= DATA TO USE =
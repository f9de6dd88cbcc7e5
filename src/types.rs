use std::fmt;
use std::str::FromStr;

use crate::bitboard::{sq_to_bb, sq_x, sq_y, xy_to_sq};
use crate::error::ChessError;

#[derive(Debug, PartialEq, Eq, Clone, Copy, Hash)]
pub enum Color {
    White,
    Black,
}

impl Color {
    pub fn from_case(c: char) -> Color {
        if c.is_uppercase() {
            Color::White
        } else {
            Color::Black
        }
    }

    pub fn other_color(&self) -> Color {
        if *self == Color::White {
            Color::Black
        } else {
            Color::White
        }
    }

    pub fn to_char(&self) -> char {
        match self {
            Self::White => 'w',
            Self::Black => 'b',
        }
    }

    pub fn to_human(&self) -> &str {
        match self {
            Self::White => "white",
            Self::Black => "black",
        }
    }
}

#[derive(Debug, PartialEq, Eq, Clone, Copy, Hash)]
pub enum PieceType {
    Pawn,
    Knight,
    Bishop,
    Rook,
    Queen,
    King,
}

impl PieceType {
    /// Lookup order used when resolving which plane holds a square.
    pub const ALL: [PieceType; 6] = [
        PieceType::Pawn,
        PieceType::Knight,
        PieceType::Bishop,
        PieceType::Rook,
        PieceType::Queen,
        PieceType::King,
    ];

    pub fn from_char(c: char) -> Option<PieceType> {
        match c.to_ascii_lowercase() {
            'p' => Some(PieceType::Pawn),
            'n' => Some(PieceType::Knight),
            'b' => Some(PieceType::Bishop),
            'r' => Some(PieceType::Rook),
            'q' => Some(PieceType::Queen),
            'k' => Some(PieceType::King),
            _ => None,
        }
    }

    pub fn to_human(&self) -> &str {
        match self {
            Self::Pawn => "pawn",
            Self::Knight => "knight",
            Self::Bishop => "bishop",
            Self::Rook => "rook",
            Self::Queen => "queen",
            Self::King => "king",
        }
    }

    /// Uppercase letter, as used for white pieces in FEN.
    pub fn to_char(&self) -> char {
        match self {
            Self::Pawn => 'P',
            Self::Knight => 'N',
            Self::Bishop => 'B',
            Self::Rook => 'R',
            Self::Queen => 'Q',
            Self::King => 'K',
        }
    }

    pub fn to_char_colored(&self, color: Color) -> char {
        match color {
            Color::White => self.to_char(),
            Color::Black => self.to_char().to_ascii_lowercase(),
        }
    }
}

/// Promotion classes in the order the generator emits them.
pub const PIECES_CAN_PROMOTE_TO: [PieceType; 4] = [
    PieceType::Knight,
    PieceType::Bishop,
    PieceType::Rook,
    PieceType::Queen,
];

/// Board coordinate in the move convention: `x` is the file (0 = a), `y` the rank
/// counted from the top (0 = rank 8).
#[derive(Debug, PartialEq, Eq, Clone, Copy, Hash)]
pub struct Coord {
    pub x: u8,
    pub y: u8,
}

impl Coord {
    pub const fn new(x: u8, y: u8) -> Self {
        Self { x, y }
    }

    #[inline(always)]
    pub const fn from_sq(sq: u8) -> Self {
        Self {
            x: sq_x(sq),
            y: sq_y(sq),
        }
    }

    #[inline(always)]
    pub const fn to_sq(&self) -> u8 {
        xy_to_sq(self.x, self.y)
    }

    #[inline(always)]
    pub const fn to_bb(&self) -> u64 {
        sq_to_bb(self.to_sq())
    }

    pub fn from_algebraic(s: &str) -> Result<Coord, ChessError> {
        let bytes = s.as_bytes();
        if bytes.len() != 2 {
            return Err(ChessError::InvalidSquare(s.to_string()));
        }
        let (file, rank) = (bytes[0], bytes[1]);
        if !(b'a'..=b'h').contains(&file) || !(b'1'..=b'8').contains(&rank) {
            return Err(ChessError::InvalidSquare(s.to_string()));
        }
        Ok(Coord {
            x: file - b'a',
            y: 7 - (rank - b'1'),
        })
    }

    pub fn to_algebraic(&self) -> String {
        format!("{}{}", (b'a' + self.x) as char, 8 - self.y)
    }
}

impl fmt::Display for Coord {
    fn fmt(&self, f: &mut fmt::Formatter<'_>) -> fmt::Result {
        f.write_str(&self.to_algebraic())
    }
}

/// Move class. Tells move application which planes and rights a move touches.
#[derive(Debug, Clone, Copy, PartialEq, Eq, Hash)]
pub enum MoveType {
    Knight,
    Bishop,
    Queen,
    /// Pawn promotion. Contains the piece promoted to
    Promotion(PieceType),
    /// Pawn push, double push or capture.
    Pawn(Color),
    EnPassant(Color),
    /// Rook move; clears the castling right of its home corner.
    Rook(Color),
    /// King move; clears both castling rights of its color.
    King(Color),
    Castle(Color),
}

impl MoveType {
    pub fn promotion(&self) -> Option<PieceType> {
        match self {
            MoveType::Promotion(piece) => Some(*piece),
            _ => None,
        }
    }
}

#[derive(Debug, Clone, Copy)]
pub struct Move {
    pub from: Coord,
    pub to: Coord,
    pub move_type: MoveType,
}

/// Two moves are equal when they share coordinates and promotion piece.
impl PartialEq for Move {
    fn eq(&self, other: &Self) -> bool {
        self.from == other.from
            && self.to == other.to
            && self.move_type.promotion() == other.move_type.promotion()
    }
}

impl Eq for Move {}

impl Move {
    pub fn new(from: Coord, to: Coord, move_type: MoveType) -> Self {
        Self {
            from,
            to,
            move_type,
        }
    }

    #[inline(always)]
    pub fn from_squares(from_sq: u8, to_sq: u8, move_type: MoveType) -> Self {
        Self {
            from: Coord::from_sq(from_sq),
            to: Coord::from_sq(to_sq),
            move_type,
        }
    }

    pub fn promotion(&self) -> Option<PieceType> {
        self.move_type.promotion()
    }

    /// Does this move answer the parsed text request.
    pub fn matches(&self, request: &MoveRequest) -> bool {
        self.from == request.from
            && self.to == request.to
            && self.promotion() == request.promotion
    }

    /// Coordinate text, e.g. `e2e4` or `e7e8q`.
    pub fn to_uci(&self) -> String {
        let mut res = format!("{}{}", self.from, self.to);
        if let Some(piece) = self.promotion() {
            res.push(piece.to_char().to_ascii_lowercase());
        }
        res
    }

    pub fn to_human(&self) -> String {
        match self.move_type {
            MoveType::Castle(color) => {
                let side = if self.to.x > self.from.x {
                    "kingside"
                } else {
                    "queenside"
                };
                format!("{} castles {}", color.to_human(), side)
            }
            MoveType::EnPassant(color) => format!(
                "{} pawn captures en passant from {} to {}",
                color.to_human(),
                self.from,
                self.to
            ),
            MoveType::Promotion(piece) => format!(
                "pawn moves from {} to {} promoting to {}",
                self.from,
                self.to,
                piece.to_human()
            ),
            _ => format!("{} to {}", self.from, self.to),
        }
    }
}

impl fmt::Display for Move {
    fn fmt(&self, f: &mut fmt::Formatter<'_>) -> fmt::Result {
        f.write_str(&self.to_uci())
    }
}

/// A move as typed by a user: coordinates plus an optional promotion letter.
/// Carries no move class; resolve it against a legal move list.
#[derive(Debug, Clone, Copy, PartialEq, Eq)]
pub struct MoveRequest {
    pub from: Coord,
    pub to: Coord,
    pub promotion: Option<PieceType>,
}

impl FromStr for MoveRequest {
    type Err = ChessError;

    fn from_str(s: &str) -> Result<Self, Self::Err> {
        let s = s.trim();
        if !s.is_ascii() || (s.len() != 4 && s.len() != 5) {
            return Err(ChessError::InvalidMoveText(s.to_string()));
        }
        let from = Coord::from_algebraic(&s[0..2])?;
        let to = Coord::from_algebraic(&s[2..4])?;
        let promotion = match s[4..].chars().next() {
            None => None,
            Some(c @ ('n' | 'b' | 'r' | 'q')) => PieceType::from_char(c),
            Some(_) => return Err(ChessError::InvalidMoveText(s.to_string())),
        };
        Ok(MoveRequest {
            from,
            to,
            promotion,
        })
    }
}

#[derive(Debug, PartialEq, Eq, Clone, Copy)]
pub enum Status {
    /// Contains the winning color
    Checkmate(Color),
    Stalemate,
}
...
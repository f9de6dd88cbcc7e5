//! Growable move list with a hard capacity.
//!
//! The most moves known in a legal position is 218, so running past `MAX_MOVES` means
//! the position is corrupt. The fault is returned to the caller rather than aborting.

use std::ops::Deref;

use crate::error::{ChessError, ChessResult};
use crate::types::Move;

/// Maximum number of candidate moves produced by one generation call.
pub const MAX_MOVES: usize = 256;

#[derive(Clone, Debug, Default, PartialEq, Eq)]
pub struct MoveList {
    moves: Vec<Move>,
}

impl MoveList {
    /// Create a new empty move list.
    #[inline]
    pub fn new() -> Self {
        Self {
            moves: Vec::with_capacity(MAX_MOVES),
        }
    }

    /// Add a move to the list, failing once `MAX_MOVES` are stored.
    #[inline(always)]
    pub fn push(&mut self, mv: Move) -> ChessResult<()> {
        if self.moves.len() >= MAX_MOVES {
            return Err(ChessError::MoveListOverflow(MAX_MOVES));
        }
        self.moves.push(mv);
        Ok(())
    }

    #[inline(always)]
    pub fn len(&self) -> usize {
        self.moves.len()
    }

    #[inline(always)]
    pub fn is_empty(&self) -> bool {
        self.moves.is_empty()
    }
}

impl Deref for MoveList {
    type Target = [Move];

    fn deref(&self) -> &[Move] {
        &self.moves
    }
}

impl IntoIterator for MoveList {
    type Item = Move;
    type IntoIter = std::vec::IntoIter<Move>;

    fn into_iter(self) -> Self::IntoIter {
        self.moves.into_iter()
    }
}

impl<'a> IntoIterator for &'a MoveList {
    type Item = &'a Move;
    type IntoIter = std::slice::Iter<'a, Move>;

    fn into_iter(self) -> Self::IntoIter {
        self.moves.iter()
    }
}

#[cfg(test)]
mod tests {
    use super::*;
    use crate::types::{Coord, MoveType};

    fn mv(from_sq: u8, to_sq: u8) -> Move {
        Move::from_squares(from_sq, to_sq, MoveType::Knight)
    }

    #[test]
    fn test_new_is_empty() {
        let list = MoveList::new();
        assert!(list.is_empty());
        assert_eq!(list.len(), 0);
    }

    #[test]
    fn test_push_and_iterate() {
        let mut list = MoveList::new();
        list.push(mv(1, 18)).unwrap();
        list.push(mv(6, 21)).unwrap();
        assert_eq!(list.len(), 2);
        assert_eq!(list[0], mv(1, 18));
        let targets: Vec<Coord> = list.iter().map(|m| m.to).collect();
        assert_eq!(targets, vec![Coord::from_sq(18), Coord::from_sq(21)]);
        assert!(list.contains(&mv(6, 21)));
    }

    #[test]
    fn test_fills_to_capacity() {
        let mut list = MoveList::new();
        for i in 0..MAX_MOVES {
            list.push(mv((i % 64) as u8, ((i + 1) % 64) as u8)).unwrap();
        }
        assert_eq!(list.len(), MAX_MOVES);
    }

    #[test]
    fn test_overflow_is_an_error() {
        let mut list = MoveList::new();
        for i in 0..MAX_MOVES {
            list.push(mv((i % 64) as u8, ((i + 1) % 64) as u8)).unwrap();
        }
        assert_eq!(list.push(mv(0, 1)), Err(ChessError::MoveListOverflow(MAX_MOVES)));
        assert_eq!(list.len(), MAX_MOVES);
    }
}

= WORK REQUIRED =
Only the lines containing the string "Bishop" are needed; pull them out of the records.

= RESPONSE AREA =
    Bishop,
        PieceType::Bishop,
            'b' => Some(PieceType::Bishop),
            Self::Bishop => "bishop",
            Self::Bishop => 'B',
    PieceType::Bishop,
    Bishop,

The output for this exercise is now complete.